[Records drawn from a dataset]
•••••

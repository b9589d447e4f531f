//! The transfer orchestrator: builds azcopy command lines, drains the
//! process output through the job-status parser, and applies the terminal
//! status rule to the finished record.

use std::collections::HashMap;
use std::path::PathBuf;

use tracing::{debug, warn};

use crate::error::TransferError;
use crate::exec;
use crate::job::{CopyJobInfo, SyncJobInfo};
use crate::location::Location;
use crate::options::{CopyOptions, SyncOptions};
use crate::parse::JobStatusParser;
use crate::sas;

/// Environment variable azcopy reads for its job plan directory.
const JOB_PLAN_ENV: &str = "AZCOPY_JOB_PLAN_LOCATION";

/// Environment variable azcopy reads for its log directory.
const LOG_ENV: &str = "AZCOPY_LOG_LOCATION";

/// Terminal statuses that count as full success.
const SUCCESS_STATUSES: &[&str] = &["Completed", "CompletedWithSkipped"];

/// Client that drives an azcopy binary.
///
/// Uses whatever `azcopy` is on the `PATH` by default; point `exe` at a
/// specific binary to use another one.
#[derive(Clone, Debug)]
pub struct AzClient {
    /// The azcopy executable to invoke.
    exe: String,

    /// Directory for azcopy's job plan and log files, created on demand.
    artefact_dir: Option<PathBuf>,
}

impl Default for AzClient {
    fn default() -> Self {
        Self::new("azcopy")
    }
}

impl AzClient {
    /// Creates a client around the given azcopy executable.
    #[must_use]
    pub fn new(exe: impl Into<String>) -> Self {
        Self {
            exe: exe.into(),
            artefact_dir: None,
        }
    }

    /// Stores azcopy's job plan and log files under the given directory.
    #[must_use]
    pub fn with_artefact_dir(mut self, dir: impl Into<PathBuf>) -> Self {
        self.artefact_dir = Some(dir.into());
        self
    }

    /// Environment overrides for the child process.
    fn job_env(&self) -> Result<HashMap<String, String>, TransferError> {
        let mut env = HashMap::new();
        if let Some(dir) = &self.artefact_dir {
            if !dir.exists() {
                std::fs::create_dir_all(dir)?;
            }
            env.insert(
                JOB_PLAN_ENV.to_string(),
                dir.join("jobs").to_string_lossy().into_owned(),
            );
            env.insert(
                LOG_ENV.to_string(),
                dir.join("logs").to_string_lossy().into_owned(),
            );
        }
        Ok(env)
    }

    /// Copies data from `src` to `dest` with the given options.
    ///
    /// # Errors
    ///
    /// Returns [`TransferError::SameLocationKind`] when both endpoints are
    /// the same kind, and [`TransferError::CopyIncomplete`] (carrying the
    /// partial record) when the job did not end in full success.
    pub async fn copy(
        &self,
        src: &Location,
        dest: &Location,
        options: &CopyOptions,
    ) -> Result<CopyJobInfo, TransferError> {
        // Wildcards only behave when the endpoints are of different kinds.
        if src.kind() == dest.kind() {
            return Err(TransferError::SameLocationKind);
        }

        let argv = self.build_argv("cp", src, dest, options.to_args());
        let (parser, failure) = self.drain(&argv, JobStatusParser::copy()).await?;
        let mut job = parser.finish_copy();

        if let Some(error) = failure {
            job.error_message = classify_failure(src, dest, &error);
            job.completed = false;
        }

        // Success is gated solely on the terminal status string.
        if SUCCESS_STATUSES.contains(&job.final_status.as_str()) {
            job.completed = true;
            return Ok(job);
        }

        if job.transfers_failed > 0 {
            job.error_message
                .push_str(&format!("; transfers failed = {}", job.transfers_failed));
        } else {
            job.error_message.push_str("; error while transferring data");
        }
        job.completed = false;

        Err(TransferError::CopyIncomplete {
            message: job.error_message.clone(),
            job: Box::new(job),
        })
    }

    /// Synchronizes `src` with `dest` using the given options.
    ///
    /// # Errors
    ///
    /// Returns [`TransferError::LocalPathNotFound`] when a local endpoint
    /// does not exist on disk, and [`TransferError::SyncIncomplete`]
    /// (carrying the partial record) when the job did not end in full
    /// success.
    pub async fn sync(
        &self,
        src: &Location,
        dest: &Location,
        options: &SyncOptions,
    ) -> Result<SyncJobInfo, TransferError> {
        // azcopy sync requires the local side to already exist.
        for location in [src, dest] {
            if let Some(path) = location.local_path()
                && !path.exists()
            {
                return Err(TransferError::LocalPathNotFound(path.to_path_buf()));
            }
        }

        let argv = self.build_argv("sync", src, dest, options.to_args());
        let (parser, failure) = self.drain(&argv, JobStatusParser::sync()).await?;
        let mut job = parser.finish_sync();

        if let Some(error) = failure {
            job.error_message = classify_failure(src, dest, &error);
            job.completed = false;
        }

        if SUCCESS_STATUSES.contains(&job.final_status.as_str()) {
            job.completed = true;
            return Ok(job);
        }

        if job.copy_transfers_failed > 0 {
            job.error_message.push_str(&format!(
                "; transfers failed = {}",
                job.copy_transfers_failed
            ));
        } else {
            job.error_message.push_str("; error while transferring data");
        }
        job.completed = false;

        Err(TransferError::SyncIncomplete {
            message: job.error_message.clone(),
            job: Box::new(job),
        })
    }

    fn build_argv(
        &self,
        subcommand: &str,
        src: &Location,
        dest: &Location,
        option_args: Vec<String>,
    ) -> Vec<String> {
        let mut argv = vec![
            self.exe.clone(),
            subcommand.to_string(),
            src.to_string(),
            dest.to_string(),
        ];
        argv.extend(option_args);
        argv
    }

    /// Runs the command and feeds every output line to the parser.
    ///
    /// A runner failure ends the drain but is returned alongside the parser
    /// rather than propagated, so finalization still runs over whatever
    /// output was collected. Spawn-time failures are returned the same way.
    async fn drain(
        &self,
        argv: &[String],
        mut parser: JobStatusParser,
    ) -> Result<(JobStatusParser, Option<TransferError>), TransferError> {
        let env = self.job_env()?;
        let mut failure = None;

        match exec::run(argv, &env) {
            Ok(mut lines) => loop {
                match lines.next_line().await {
                    Ok(Some(line)) => {
                        debug!("{line}");
                        parser.feed(&line);
                    }
                    Ok(None) => break,
                    Err(error) => {
                        warn!("transfer command failed: {error}");
                        failure = Some(error);
                        break;
                    }
                }
            },
            Err(error) => {
                warn!("transfer command could not start: {error}");
                failure = Some(error);
            }
        }

        Ok((parser, failure))
    }
}

/// Picks the best diagnostic for a runner failure.
///
/// When an endpoint carries a SAS token and that token has expired, the
/// expiry is reported as the root cause regardless of what the process
/// printed; otherwise the raw failure description is used. The destination
/// token takes precedence over the source token.
fn classify_failure(src: &Location, dest: &Location, error: &TransferError) -> String {
    let token = dest.sas_token().or_else(|| src.sas_token());
    if let Some(token) = token
        && sas::is_expired(token).unwrap_or(false)
    {
        return "SAS token is expired".to_string();
    }
    error.to_string()
}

•••••

• What to do
Search the entries above for the string "SyncIncomplete". Copy each line in which it appears.

• Answer section
    /// does not exist on disk, and [`TransferError::SyncIncomplete`]
        Err(TransferError::SyncIncomplete {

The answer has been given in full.